# GIVEN ENTRIES:

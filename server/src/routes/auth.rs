//! Auth placeholder routes.
//!
//! `GET` describes the endpoint, `POST` echoes the submitted JSON. Both report
//! `not_implemented` until a real provider is plugged into `AppState`.

use axum::body::Bytes;
use axum::extract::State;
use axum::http::StatusCode;
use axum::response::{IntoResponse, Json, Response};
use revx_client::net::types::{ApiError, AuthApiResponse};

use crate::services::auth::{self as auth_svc, AuthError};
use crate::state::AppState;

pub(crate) fn auth_error_to_status(err: &AuthError) -> StatusCode {
    match err {
        AuthError::InvalidBody(_) => StatusCode::BAD_REQUEST,
        AuthError::Unavailable(_) => StatusCode::SERVICE_UNAVAILABLE,
    }
}

fn error_response(err: AuthError) -> Response {
    let status = auth_error_to_status(&err);
    if status.is_server_error() {
        tracing::error!(error = %err, "auth provider failed");
    } else {
        tracing::debug!(error = %err, "auth request rejected");
    }
    (status, Json(ApiError { error: err.to_string() })).into_response()
}

/// `GET /api/auth[/{*rest}]`
pub async fn describe(State(state): State<AppState>) -> Response {
    match state.auth.describe().await {
        Ok(reply) => Json(AuthApiResponse::from(reply)).into_response(),
        Err(e) => error_response(e),
    }
}

/// `POST /api/auth[/{*rest}]`: any JSON body is echoed back as `received`.
pub async fn submit(State(state): State<AppState>, body: Bytes) -> Response {
    let payload = match auth_svc::parse_body(&body) {
        Ok(value) => value,
        Err(e) => return error_response(e),
    };
    match state.auth.submit(payload).await {
        Ok(reply) => Json(AuthApiResponse::from(reply)).into_response(),
        Err(e) => error_response(e),
    }
}

#[cfg(test)]
#[path = "auth_test.rs"]
mod tests;
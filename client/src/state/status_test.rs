use super::*;

struct FailingSource;

impl StatusSource for FailingSource {
    fn snapshot(&self) -> Result<StatusSnapshot, ShellError> {
        Err(ShellError::StatusUnavailable("probe timed out".to_owned()))
    }
}

fn header_text(source: &dyn StatusSource) -> Result<String, ShellError> {
    let snap = source.snapshot()?;
    Ok(format!("{} | {}", snap.system.label(), snap.latency_label()))
}

#[test]
fn static_source_reports_running_with_fixed_latency() {
    let snap = StaticStatusSource.snapshot().expect("static source never fails");
    assert_eq!(snap.system, SystemHealth::Running);
    assert_eq!(snap.latency_ms, Some(23));
    assert_eq!(snap.latency_label(), "Latency: 23ms");
}

#[test]
fn static_source_lists_three_services() {
    let snap = StaticStatusSource.snapshot().expect("static source never fails");
    let summary: Vec<_> = snap.services.iter().map(|c| (c.title.as_str(), c.status)).collect();
    assert_eq!(
        summary,
        vec![
            ("Backend", ServiceStatus::Operational),
            ("Frontend", ServiceStatus::Operational),
            ("MT5 Connection", ServiceStatus::Pending),
        ]
    );
}

#[test]
fn static_source_has_one_open_milestone() {
    let snap = StaticStatusSource.snapshot().expect("static source never fails");
    assert_eq!(snap.phase, "Foundation");
    let open: Vec<_> = snap.milestones.iter().filter(|m| !m.done).collect();
    assert_eq!(open.len(), 1);
    assert!(open[0].label.contains("Phase 2"));
}

#[test]
fn missing_latency_renders_placeholder() {
    let mut snap = StaticStatusSource.snapshot().expect("static source never fails");
    snap.latency_ms = None;
    assert_eq!(snap.latency_label(), "Latency: --");
}

#[test]
fn views_work_against_any_source() {
    assert_eq!(header_text(&StaticStatusSource).as_deref(), Ok("System running | Latency: 23ms"));
    assert_eq!(
        header_text(&FailingSource),
        Err(ShellError::StatusUnavailable("probe timed out".to_owned()))
    );
}

#[test]
fn status_classes_are_distinct() {
    assert_ne!(ServiceStatus::Operational.css_class(), ServiceStatus::Pending.css_class());
    assert_ne!(ServiceStatus::Pending.css_class(), ServiceStatus::Error.css_class());
    assert_ne!(SystemHealth::Running.css_class(), SystemHealth::Down.css_class());
}
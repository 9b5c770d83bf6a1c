//! Link card used on the dashboard home grid.

use leptos::prelude::*;

/// A clickable card pointing at a dashboard area.
#[component]
pub fn DashboardCard(title: &'static str, description: &'static str, href: &'static str) -> impl IntoView {
    view! {
        <a class="dashboard-card" href=href>
            <h2 class="dashboard-card__title">{title}</h2>
            <p class="dashboard-card__description">{description}</p>
        </a>
    }
}
//! Route table: which screens exist and which layouts wrap them.
//!
//! ARCHITECTURE
//! ============
//! The Leptos router in `app` declares the same tree for rendering. This
//! table is the queryable form of it, used by the shell to label sections
//! and to tell an unknown path apart from a screen that is linked but not
//! built yet. No entry carries a guard; every path is open to every visitor.

#[cfg(test)]
#[path = "routes_test.rs"]
mod routes_test;

/// Dashboard sub-areas that get their own heading bar.
#[derive(Clone, Copy, Debug, PartialEq, Eq)]
pub enum Section {
    Admin,
    Trading,
    Guardian,
}

impl Section {
    pub fn heading(self) -> &'static str {
        match self {
            Self::Admin => "Admin Panel",
            Self::Trading => "Trading",
            Self::Guardian => "AI Guardian",
        }
    }

    pub fn base_path(self) -> &'static str {
        match self {
            Self::Admin => "/dashboard/admin",
            Self::Trading => "/dashboard/trading",
            Self::Guardian => "/dashboard/guardian",
        }
    }

    /// Delivery phase in which the section's content is scheduled.
    pub fn phase(self) -> u8 {
        match self {
            Self::Admin => 2,
            Self::Trading | Self::Guardian => 3,
        }
    }
}

/// Wrapper screens, outermost first in a chain.
#[derive(Clone, Copy, Debug, PartialEq, Eq)]
pub enum Layout {
    Root,
    Auth,
    Dashboard,
    Section(Section),
}

/// Leaf screens.
#[derive(Clone, Copy, Debug, PartialEq, Eq)]
pub enum Screen {
    Landing,
    Login,
    Register,
    ForgotPassword,
    SetupTwoFactor,
    DashboardHome,
    SectionHome(Section),
    NotFound,
}

/// Whether a route has a screen or is only linked from navigation.
#[derive(Clone, Copy, Debug, PartialEq, Eq)]
pub enum Availability {
    Implemented,
    Referenced,
}

#[derive(Clone, Copy, Debug, PartialEq, Eq)]
pub struct RouteEntry {
    /// Literal path, or a prefix ending in `/*` matching any deeper path.
    pub pattern: &'static str,
    pub layouts: &'static [Layout],
    pub screen: Screen,
    pub availability: Availability,
}

const ROOT: &[Layout] = &[Layout::Root];
const AUTH: &[Layout] = &[Layout::Root, Layout::Auth];
const DASHBOARD: &[Layout] = &[Layout::Root, Layout::Dashboard];
const ADMIN: &[Layout] = &[Layout::Root, Layout::Dashboard, Layout::Section(Section::Admin)];
const TRADING: &[Layout] = &[Layout::Root, Layout::Dashboard, Layout::Section(Section::Trading)];
const GUARDIAN: &[Layout] = &[Layout::Root, Layout::Dashboard, Layout::Section(Section::Guardian)];

const fn built(pattern: &'static str, layouts: &'static [Layout], screen: Screen) -> RouteEntry {
    RouteEntry { pattern, layouts, screen, availability: Availability::Implemented }
}

const fn linked(pattern: &'static str) -> RouteEntry {
    RouteEntry { pattern, layouts: DASHBOARD, screen: Screen::NotFound, availability: Availability::Referenced }
}

pub static ROUTES: &[RouteEntry] = &[
    built("/", ROOT, Screen::Landing),
    built("/login", AUTH, Screen::Login),
    built("/register", AUTH, Screen::Register),
    built("/forgot-password", AUTH, Screen::ForgotPassword),
    built("/setup-2fa", AUTH, Screen::SetupTwoFactor),
    built("/dashboard", DASHBOARD, Screen::DashboardHome),
    built("/dashboard/trading", TRADING, Screen::SectionHome(Section::Trading)),
    built("/dashboard/trading/*", TRADING, Screen::SectionHome(Section::Trading)),
    built("/dashboard/admin", ADMIN, Screen::SectionHome(Section::Admin)),
    built("/dashboard/admin/*", ADMIN, Screen::SectionHome(Section::Admin)),
    built("/dashboard/guardian", GUARDIAN, Screen::SectionHome(Section::Guardian)),
    built("/dashboard/guardian/*", GUARDIAN, Screen::SectionHome(Section::Guardian)),
    linked("/dashboard/signals"),
    linked("/dashboard/users"),
    linked("/dashboard/settings"),
];

/// Strip query/fragment and any trailing slash (except on `/`).
pub fn normalize_path(path: &str) -> &str {
    let end = path.find(['?', '#']).unwrap_or(path.len());
    let trimmed = path[..end].trim_end_matches('/');
    if trimmed.is_empty() { "/" } else { trimmed }
}

/// Find the route for `path`. Literal patterns win over `/*` prefixes.
pub fn resolve(path: &str) -> Option<&'static RouteEntry> {
    let path = normalize_path(path);
    ROUTES.iter().find(|r| r.pattern == path).or_else(|| {
        ROUTES.iter().find(|r| {
            r.pattern
                .strip_suffix("/*")
                .and_then(|prefix| path.strip_prefix(prefix))
                .is_some_and(|rest| rest.starts_with('/'))
        })
    })
}

/// Wrapper chain for `path`, outermost first. Unknown dashboard paths keep
/// the shell so navigation stays available around the not-found screen.
pub fn layouts_for(path: &str) -> &'static [Layout] {
    if let Some(entry) = resolve(path) {
        return entry.layouts;
    }
    let path = normalize_path(path);
    if path.starts_with("/dashboard/") { DASHBOARD } else { ROOT }
}

/// Whether `path` is linked from navigation but has no screen yet.
pub fn is_pending(path: &str) -> bool {
    resolve(path).is_some_and(|r| r.availability == Availability::Referenced)
}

# AIM OF THE EXERCISE:
Copy out the lines above that hold the string "axum".

# RESPONSE TO THE EXERCISE:
use axum::body::Bytes;
use axum::extract::State;
use axum::http::StatusCode;
use axum::response::{IntoResponse, Json, Response};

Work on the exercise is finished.